**Exercise directions:**
Each record should be set down again so that it matches the original exactly.

• • •

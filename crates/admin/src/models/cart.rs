//! Cart line items.

use serde::{Deserialize, Serialize};

use autopos_core::{Price, ProductId};

use super::Product;

/// One product variant pending purchase.
///
/// Serialized as the product's own fields plus `quantity` and
/// `selectedColor`. The product is a value snapshot taken when the line was
/// created, so later catalog edits do not reach into carts or orders.
#[derive(Debug, Clone, PartialEq, Eq, Serialize, Deserialize)]
#[serde(rename_all = "camelCase")]
pub struct CartLine {
    #[serde(flatten)]
    pub product: Product,
    /// Always at least 1 while the line is in a cart.
    pub quantity: u32,
    pub selected_color: String,
}

impl CartLine {
    /// Create a line for `quantity` units of `product` in `color`.
    #[must_use]
    pub fn new(product: Product, color: impl Into<String>, quantity: u32) -> Self {
        Self {
            product,
            quantity,
            selected_color: color.into(),
        }
    }

    /// The product this line refers to.
    #[must_use]
    pub const fn product_id(&self) -> &ProductId {
        &self.product.id
    }

    /// `price * quantity`.
    #[must_use]
    pub fn line_total(&self) -> Price {
        self.product.price.times(self.quantity)
    }

    /// Whether this line is keyed by (`product_id`, `color`).
    #[must_use]
    pub fn is_keyed(&self, product_id: &ProductId, color: &str) -> bool {
        self.product.id == *product_id && self.selected_color == color
    }
}

#[cfg(test)]
#[allow(clippy::unwrap_used)]
mod tests {
    use super::*;
    use crate::models::fixtures;

    #[test]
    fn test_line_total() {
        let line = CartLine::new(
            fixtures::product("P1", "Toyota", 19_900, &["red"], 3),
            "red",
            2,
        );
        assert_eq!(line.line_total(), Price::from_units(39_800));
    }

    #[test]
    fn test_serializes_flat_with_selected_color() {
        let line = CartLine::new(
            fixtures::product("P1", "Toyota", 19_900, &["red", "blue"], 3),
            "blue",
            1,
        );
        let json = serde_json::to_value(&line).unwrap();
        assert_eq!(json["id"], "P1");
        assert_eq!(json["make"], "Toyota");
        assert_eq!(json["selectedColor"], "blue");
        assert_eq!(json["quantity"], 1);
        assert_eq!(json["fuelType"], "Gasoline");

        let back: CartLine = serde_json::from_value(json).unwrap();
        assert_eq!(back, line);
    }

    #[test]
    fn test_is_keyed_by_product_and_color() {
        let line = CartLine::new(
            fixtures::product("P1", "Toyota", 19_900, &["red", "blue"], 3),
            "red",
            1,
        );
        assert!(line.is_keyed(&ProductId::new("P1"), "red"));
        assert!(!line.is_keyed(&ProductId::new("P1"), "blue"));
        assert!(!line.is_keyed(&ProductId::new("P2"), "red"));
    }
}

• • •

**Written reply:**
filename crates/admin/src/models/cart.rs
//! Cart line items.

use serde::{Deserialize, Serialize};

use autopos_core::{Price, ProductId};

use super::Product;

/// One product variant pending purchase.
///
/// Serialized as the product's own fields plus `quantity` and
/// `selectedColor`. The product is a value snapshot taken when the line was
/// created, so later catalog edits do not reach into carts or orders.
#[derive(Debug, Clone, PartialEq, Eq, Serialize, Deserialize)]
#[serde(rename_all = "camelCase")]
pub struct CartLine {
    #[serde(flatten)]
    pub product: Product,
    /// Always at least 1 while the line is in a cart.
    pub quantity: u32,
    pub selected_color: String,
}

impl CartLine {
    /// Create a line for `quantity` units of `product` in `color`.
    #[must_use]
    pub fn new(product: Product, color: impl Into<String>, quantity: u32) -> Self {
        Self {
            product,
            quantity,
            selected_color: color.into(),
        }
    }

    /// The product this line refers to.
    #[must_use]
    pub const fn product_id(&self) -> &ProductId {
        &self.product.id
    }

    /// `price * quantity`.
    #[must_use]
    pub fn line_total(&self) -> Price {
        self.product.price.times(self.quantity)
    }

    /// Whether this line is keyed by (`product_id`, `color`).
    #[must_use]
    pub fn is_keyed(&self, product_id: &ProductId, color: &str) -> bool {
        self.product.id == *product_id && self.selected_color == color
    }
}

#[cfg(test)]
#[allow(clippy::unwrap_used)]
mod tests {
    use super::*;
    use crate::models::fixtures;

    #[test]
    fn test_line_total() {
        let line = CartLine::new(
            fixtures::product("P1", "Toyota", 19_900, &["red"], 3),
            "red",
            2,
        );
        assert_eq!(line.line_total(), Price::from_units(39_800));
    }

    #[test]
    fn test_serializes_flat_with_selected_color() {
        let line = CartLine::new(
            fixtures::product("P1", "Toyota", 19_900, &["red", "blue"], 3),
            "blue",
            1,
        );
        let json = serde_json::to_value(&line).unwrap();
        assert_eq!(json["id"], "P1");
        assert_eq!(json["make"], "Toyota");
        assert_eq!(json["selectedColor"], "blue");
        assert_eq!(json["quantity"], 1);
        assert_eq!(json["fuelType"], "Gasoline");

        let back: CartLine = serde_json::from_value(json).unwrap();
        assert_eq!(back, line);
    }

    #[test]
    fn test_is_keyed_by_product_and_color() {
        let line = CartLine::new(
            fixtures::product("P1", "Toyota", 19_900, &["red", "blue"], 3),
            "red",
            1,
        );
        assert!(line.is_keyed(&ProductId::new("P1"), "red"));
        assert!(!line.is_keyed(&ProductId::new("P1"), "blue"));
        assert!(!line.is_keyed(&ProductId::new("P2"), "red"));
    }
}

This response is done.